Its based on measuring the magnification seen when you use the eyepiece
to project a Ronchi grating on to a distant screen (im my case a white
wall). To use it you put a Ronchi grating behind the eye end of the
eyepiece, with a flashlight behind the Ronchi to illuminate it. You then
carefully adjust the separation of the eyepiece from the Ronchi so that
a sharp (greatly enlarged) image of the grating is shown on the wall.
You the measure the separation of the projected lines on the wall (I
measure the span of about 5 cycles and then divide by 5). Knowing the #
of lines/inch on the grating you divide the separation on the grating
itself into the measured separation as projected to get the
magnification. The only thing left is to measure the separation of the
eyepiece from the wall. To a first approximation the eyepiece focal
length is that distance divided by the magnification. If the distance to
the wall is much larger than the focal length the error will be small.

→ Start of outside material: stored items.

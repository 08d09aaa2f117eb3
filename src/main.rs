use stackstrap::cli::{run, CliArgs};
use stackstrap::VERSION;

use clap::Parser;
use std::env;
use tracing::{debug, Level};
use tracing_subscriber::{fmt, layer::SubscriberExt, util::SubscriberInitExt, EnvFilter};

#[tokio::main]
async fn main() {
    let args = CliArgs::parse();
    init_logging_from_args(&args);

    debug!("stackstrap v{} starting", VERSION);
    debug!("Arguments: {:?}", args);

    let exit_code = run(&args).await;

    std::process::exit(exit_code);
}

fn init_logging_from_args(args: &CliArgs) {
    use std::sync::Once;
    static INIT: Once = Once::new();

    INIT.call_once(|| {
        let level = if let Some(level_str) = &args.log_level {
            parse_level(level_str)
        } else if args.verbose {
            Level::DEBUG
        } else if args.quiet {
            Level::ERROR
        } else {
            let level_str = env::var("STACKSTRAP_LOG_LEVEL").unwrap_or_else(|_| "info".to_string());
            parse_level(&level_str)
        };

        let mut filter = EnvFilter::from_default_env();

        if env::var("RUST_LOG").is_err() {
            filter = filter.add_directive(format!("stackstrap={}", level).parse().unwrap());
        }

        tracing_subscriber::registry()
            .with(filter)
            .with(fmt::layer().with_target(true).with_writer(std::io::stderr))
            .init();
    });
}

fn parse_level(level_str: &str) -> Level {
    match level_str.to_lowercase().as_str() {
        "trace" => Level::TRACE,
        "debug" => Level::DEBUG,
        "info" => Level::INFO,
        "warn" => Level::WARN,
        "error" => Level::ERROR,
        _ => {
            eprintln!(
                "Invalid log level '{}', defaulting to INFO. Valid levels: trace, debug, info, warn, error",
                level_str
            );
            Level::INFO
        }
    }
}
//! Go detector (go modules)

use super::Detector;
use crate::config::Command;
use crate::fs::FileSystem;
use anyhow::Result;
use async_trait::async_trait;

pub struct GoDetector;

#[async_trait]
impl Detector for GoDetector {
    fn name(&self) -> &'static str {
        "go"
    }

    async fn detect(&self, fs: &dyn FileSystem) -> Result<Vec<Command>> {
        if !fs.exists("go.mod").await? {
            return Ok(Vec::new());
        }

        Ok(vec![
            Command::init("go get"),
            Command::init("go build ./..."),
            Command::init("go test ./..."),
            Command::run("go run"),
        ])
    }
}

#[cfg(test)]
mod tests {
    use super::*;
    use crate::config::Phase;
    use crate::fs::MockFileSystem;

    #[tokio::test]
    async fn test_go_mod_proposes_full_sequence() {
        let fs = MockFileSystem::new();
        fs.add_file("go.mod", "module example.com/demo");

        let commands = GoDetector.detect(&fs).await.unwrap();
        let lines: Vec<(&str, Phase)> = commands
            .iter()
            .map(|c| (c.line.as_str(), c.phase))
            .collect();

        assert_eq!(
            lines,
            vec![
                ("go get", Phase::Init),
                ("go build ./...", Phase::Init),
                ("go test ./...", Phase::Init),
                ("go run", Phase::Command),
            ]
        );
    }

    #[tokio::test]
    async fn test_no_go_mod_no_commands() {
        let fs = MockFileSystem::new();
        fs.add_file("main.go", "package main");

        assert!(GoDetector.detect(&fs).await.unwrap().is_empty());
    }
}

To get a better approximation you have to allow for the separation of
the eyepiece principle planes. You can correct for that by changing the
distance to the wall and repeating the measurement. The math for that is
not hard but perhaps a bit long for a post here. By the way I posted on
this in sci.astro.amateur back on about Feb 10,2000.

If you don't have access to a Ronchi grating, a transparent
ruler with a mm scale can also be used but the projected mm separation
is large for short focal length eyepieces and distortion may then throw
off the result.

Have fun if you try it,
Don Taylor"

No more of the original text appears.